À Charles Spon, le 28 mars 1643

Note [12]

Titre exact de la première Apologie (sans lien ni nom [Paris, Sonnius], 1643, in‑8o) de l’abbé Godefroi Hermant (Beauvais 1617-Paris 1690) : alors chanoine de Beauvais, il devint recteur de l’Université de Paris (v. note [3], lettre 595) en 1646 et fut reçu docteur de Sorbonne en 1650. Intimement lié aux solitaires de Port-Royal, il fut exclu en 1656 des rangs de la Faculté pour y avoir pris la défense d’Antoine ii Arnauld. Rappelé à Beauvais par son évêque, Nicolas Choart de Buzenval, il fut enveloppé dans la querelle qui s’éleva entre cet évêque et son chapitre, et privé de son bénéfice, qui lui fut rendu en 1688.

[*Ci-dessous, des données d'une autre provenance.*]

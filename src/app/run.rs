// wellmatrix - app/run.rs
//
// Aggregation run orchestration: discovery → selection → grouping →
// extraction → matrix assembly → post-processing → summaries.
//
// Single-threaded and synchronous. Non-fatal problems (unreadable entries,
// orphan leaves, skipped folders, per-line parse failures) are collected as
// warnings. Fatal problems return `Err` and no partial matrix.

use crate::core::discovery;
use crate::core::grouping;
use crate::core::matrix::AggregationMatrix;
use crate::core::model::{GroupResult, MeasurementRecord, PathNode};
use crate::core::parser;
use crate::core::postprocess;
use crate::core::selector::CompiledSelector;
use crate::core::stats::{self, ColumnSummary};
use crate::platform::config::RunConfig;
use crate::platform::fs;
use crate::util::constants;
use crate::util::error::{EmptyResultError, Result};
use std::collections::HashSet;
use std::path::{Path, PathBuf};

/// Everything a run produces, handed to export / presentation.
#[derive(Debug)]
pub struct AggregationOutput {
    /// Observations x groups, post-processed when configured.
    pub matrix: AggregationMatrix,

    /// Per-group leaves, records, and raw values, in column order.
    pub groups: Vec<GroupResult>,

    /// Per-column statistics of the final matrix.
    pub summaries: Vec<ColumnSummary>,

    /// Selected leaves that belong to no selected group.
    pub orphans: Vec<PathBuf>,

    /// Non-fatal problems, capped at `MAX_WARNINGS`.
    pub warnings: Vec<String>,
}

/// Bounded warning collector.
#[derive(Debug, Default)]
struct Warnings {
    messages: Vec<String>,
    suppressed: usize,
}

impl Warnings {
    fn push(&mut self, message: String) {
        if self.messages.len() < constants::MAX_WARNINGS {
            self.messages.push(message);
        } else {
            self.suppressed += 1;
        }
    }

    fn extend(&mut self, messages: impl IntoIterator<Item = String>) {
        for m in messages {
            self.push(m);
        }
    }

    fn finish(mut self) -> Vec<String> {
        if self.suppressed > 0 {
            self.messages
                .push(format!("{} further warning(s) suppressed", self.suppressed));
        }
        self.messages
    }
}

/// Run one aggregation with `config`.
pub fn run_aggregation(config: &RunConfig) -> Result<AggregationOutput> {
    let mut warnings = Warnings::default();

    tracing::info!(
        root = %config.root.display(),
        mode = config.mode.label(),
        pattern = config.file_pattern.as_str(),
        "Aggregation starting"
    );

    // -------------------------------------------------------------------------
    // Phase 1: Discovery and per-level selection
    // -------------------------------------------------------------------------
    let groups = select_level(
        &config.root,
        constants::GROUP_DEPTH,
        &config.folder_selector,
        &mut warnings,
    )?;
    if groups.is_empty() {
        return Err(EmptyResultError::NoGroups {
            root: config.root.clone(),
        }
        .into());
    }

    let subfolders: HashSet<PathBuf> = select_level(
        &config.root,
        constants::SUBFOLDER_DEPTH,
        &config.subfolder_selector,
        &mut warnings,
    )?
    .into_iter()
    .collect();

    let leaves: Vec<PathBuf> = select_level(
        &config.root,
        constants::LEAF_DEPTH,
        &config.file_selector,
        &mut warnings,
    )?
    .into_iter()
    .filter(|leaf| {
        let keep = leaf.parent().is_some_and(|p| subfolders.contains(p));
        if !keep {
            tracing::debug!(leaf = %leaf.display(), "Leaf under an unselected subfolder");
        }
        keep
    })
    .collect();

    // -------------------------------------------------------------------------
    // Phase 2: Grouping
    // -------------------------------------------------------------------------
    let grouping = grouping::group_leaves(&groups, &leaves);
    warnings.extend(grouping.orphans.iter().map(|o| {
        format!(
            "'{}': leaf folder belongs to no selected group, excluded",
            o.display()
        )
    }));

    // -------------------------------------------------------------------------
    // Phase 3: Extraction
    // -------------------------------------------------------------------------
    let mut results: Vec<GroupResult> = Vec::with_capacity(grouping.groups.len());
    for group in grouping.groups {
        let mut records: Vec<MeasurementRecord> = Vec::new();
        for leaf in &group.leaves {
            records.extend(extract_leaf(leaf, config, &mut warnings)?);
        }
        let values: Vec<f64> = records
            .iter()
            .flat_map(|r| r.scalars(config.measurement))
            .collect();

        tracing::info!(
            group = %group.name,
            leaves = group.leaves.len(),
            records = records.len(),
            values = values.len(),
            "Group extracted"
        );

        results.push(GroupResult {
            group,
            records,
            values,
        });
    }

    // -------------------------------------------------------------------------
    // Phase 4: Matrix and post-processing
    // -------------------------------------------------------------------------
    let group_values: Vec<(String, Vec<f64>)> = results
        .iter()
        .map(|r| (r.group.name.clone(), r.values.clone()))
        .collect();
    let mut matrix = AggregationMatrix::build(&group_values)?;
    postprocess::apply(&mut matrix, &config.postprocess);
    let summaries = stats::summarize(&matrix);

    for s in &summaries {
        tracing::info!(
            group = %s.group,
            n = s.n,
            mean = s.mean,
            sem = s.sem,
            "Column summary"
        );
    }

    let warnings = warnings.finish();
    tracing::info!(
        rows = matrix.rows(),
        cols = matrix.cols(),
        orphans = grouping.orphans.len(),
        warnings = warnings.len(),
        "Aggregation complete"
    );

    Ok(AggregationOutput {
        matrix,
        groups: results,
        summaries,
        orphans: grouping.orphans,
        warnings,
    })
}

/// Scan one hierarchy level and keep the folders whose basename the
/// selector accepts, in scan order.
fn select_level(
    root: &Path,
    depth: usize,
    selector: &CompiledSelector,
    warnings: &mut Warnings,
) -> Result<Vec<PathBuf>> {
    let (nodes, scan_warnings) = discovery::scan(root, depth)?;
    warnings.extend(scan_warnings);

    let found = nodes.len();
    let names: Vec<&str> = nodes.iter().map(PathNode::name).collect();
    let mask = selector.mask(&names);
    let selected: Vec<PathBuf> = nodes
        .into_iter()
        .zip(mask)
        .filter_map(|(node, keep)| keep.then_some(node.path))
        .collect();

    tracing::debug!(depth, found, selected = selected.len(), "Level selected");
    Ok(selected)
}

/// Extract every selected file of one leaf folder.
///
/// Unreadable folders and files degrade to warnings. An empty folder is a
/// warning or an error depending on `ignore_empty_folders`. Schema errors
/// are returned.
fn extract_leaf(
    leaf: &Path,
    config: &RunConfig,
    warnings: &mut Warnings,
) -> Result<Vec<MeasurementRecord>> {
    let listing = match fs::list_files(leaf) {
        Ok(files) => files,
        Err(e) => {
            let msg = format!("Cannot list '{}': {e}", leaf.display());
            tracing::warn!(warning = %msg, "Leaf listing failed");
            warnings.push(msg);
            Vec::new()
        }
    };

    let selected = parser::select_files(&listing, &config.file_pattern, &config.extraction);
    if selected.is_empty() {
        if !config.ignore_empty_folders {
            return Err(EmptyResultError::EmptyFolder {
                folder: leaf.to_path_buf(),
                pattern: config.file_pattern.as_str().to_string(),
            }
            .into());
        }
        let msg = format!(
            "'{}': no file matching '{}', folder skipped",
            leaf.display(),
            config.file_pattern.as_str()
        );
        tracing::warn!(warning = %msg, "Empty leaf folder");
        warnings.push(msg);
        return Ok(Vec::new());
    }

    let mut records = Vec::new();
    for file in &selected {
        let content = match fs::read_file_lossy(file) {
            Ok(c) => c,
            Err(e) => {
                let msg = format!("Cannot read '{}': {e}", file.display());
                tracing::warn!(warning = %msg, "File read failed");
                warnings.push(msg);
                continue;
            }
        };

        let extraction = parser::extract_file(&content, file, &config.extraction)?;
        for err in &extraction.errors {
            tracing::debug!(error = %err, "Parse error");
        }
        warnings.extend(extraction.errors.iter().map(ToString::to_string));
        records.extend(extraction.records);
    }
    Ok(records)
}

#[cfg(test)]
mod tests {
    use super::*;
    use crate::platform::config::parse_raw_config;
    use crate::util::error::WellMatrixError;
    use std::fs as stdfs;

    fn write_log(root: &Path, leaf: &str, name: &str, value: &str) {
        let dir = root.join(leaf);
        stdfs::create_dir_all(&dir).unwrap();
        stdfs::write(
            dir.join(name),
            format!("Coloc_2 results\nPearson's R value (no threshold) {value}\n"),
        )
        .unwrap();
    }

    fn config(root: &Path, extra: &str, ignore_empty: bool) -> RunConfig {
        let content = format!(
            r#"
[scan]
root = "{}"
folder_selector = "res"
strict_selector = true
ignore_empty_folders = {ignore_empty}

[extraction]
mode = "free_text"
file_pattern = "*.txt"
label = "C1"
marker = "Pearson's R value (no threshold)"
{extra}
"#,
            root.display().to_string().replace('\\', "/")
        );
        parse_raw_config(&content, Path::new("test.toml"))
            .unwrap()
            .validate()
            .unwrap()
    }

    #[test]
    fn test_two_group_scenario() {
        let dir = tempfile::tempdir().unwrap();
        let root = dir.path();
        write_log(root, "res_A/s1/cell1", "C1_log.txt", "0.5");
        write_log(root, "res_A/s1/cell2", "C1_log.txt", "0.7");
        write_log(root, "res_B/s1/cell1", "C1_log.txt", "0.9");
        write_log(root, "ctrl/s1/cell1", "C1_log.txt", "0.1");

        let out = run_aggregation(&config(root, "", false)).unwrap();
        assert_eq!(out.matrix.group_names(), ["res_A".to_string(), "res_B".to_string()]);
        assert_eq!(out.matrix.row(0), Some(vec![0.5, 0.9]));
        assert_eq!(out.matrix.get(1, 0), Some(0.7));
        assert!(out.matrix.get(1, 1).unwrap().is_nan());
        assert_eq!(out.summaries.len(), 2);
        assert_eq!(out.orphans, vec![root.join("ctrl/s1/cell1")]);
        assert_eq!(out.warnings.len(), 1, "{:?}", out.warnings);
    }

    #[test]
    fn test_empty_leaf_tolerated_or_fatal() {
        let dir = tempfile::tempdir().unwrap();
        let root = dir.path();
        write_log(root, "res_A/s1/cell1", "C1_log.txt", "0.5");
        stdfs::create_dir_all(root.join("res_A/s1/empty")).unwrap();

        let out = run_aggregation(&config(root, "", true)).unwrap();
        assert_eq!(out.matrix.rows(), 1);
        assert_eq!(out.warnings.len(), 1);
        assert!(out.warnings[0].contains("empty"));

        let err = run_aggregation(&config(root, "", false)).unwrap_err();
        assert!(matches!(
            err,
            WellMatrixError::EmptyResult(EmptyResultError::EmptyFolder { .. })
        ));
    }

    #[test]
    fn test_no_selected_groups() {
        let dir = tempfile::tempdir().unwrap();
        write_log(dir.path(), "ctrl/s1/cell1", "C1_log.txt", "0.5");
        let err = run_aggregation(&config(dir.path(), "", true)).unwrap_err();
        assert!(matches!(
            err,
            WellMatrixError::EmptyResult(EmptyResultError::NoGroups { .. })
        ));
    }

    #[test]
    fn test_zero_values_everywhere_still_build() {
        let dir = tempfile::tempdir().unwrap();
        write_log(dir.path(), "res_A/s1/cell1", "C1_log.txt", "0");
        let out = run_aggregation(&config(dir.path(), "", true)).unwrap();
        assert_eq!(out.matrix.rows(), 1);
        assert!(out.matrix.get(0, 0).unwrap().is_nan());
        assert_eq!(out.groups[0].values, vec![0.0]);
    }
}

Guy Patin a surtout évoqué, comme ici, ses ouvrages de polémique contre les jésuites. Son Apologie de 1643 est un virulent pamphlet contre « les persécutions par lesquelles les jésuites exercent la patience de l’Université de Paris, depuis qu’ils ont conjuré sa perte » ; elle se conclut sur cette phrase : « Enfin, quand nous ne serions pas assez adroits pour convaincre l’opiniatreté de nos adversaires, nous pourrons être assez heureux pour gagner l’approbation de ceux qui se trouveront vides de passion, et nos travaux seront toujours assez fructueux s’ils confirment les prudents, défabulent les simples et ouvrent les yeux à tout le monde. » Le P. Jacques de La Haye, jésuite, y riposta : Réponse au livre intitulé Apologie pour l’Université de Paris… (v. note [28], lettre 97). Hermant devait devenir l’ami de Patin, s’il ne l’était déjà (G.D.U. xixe s. et Triaire).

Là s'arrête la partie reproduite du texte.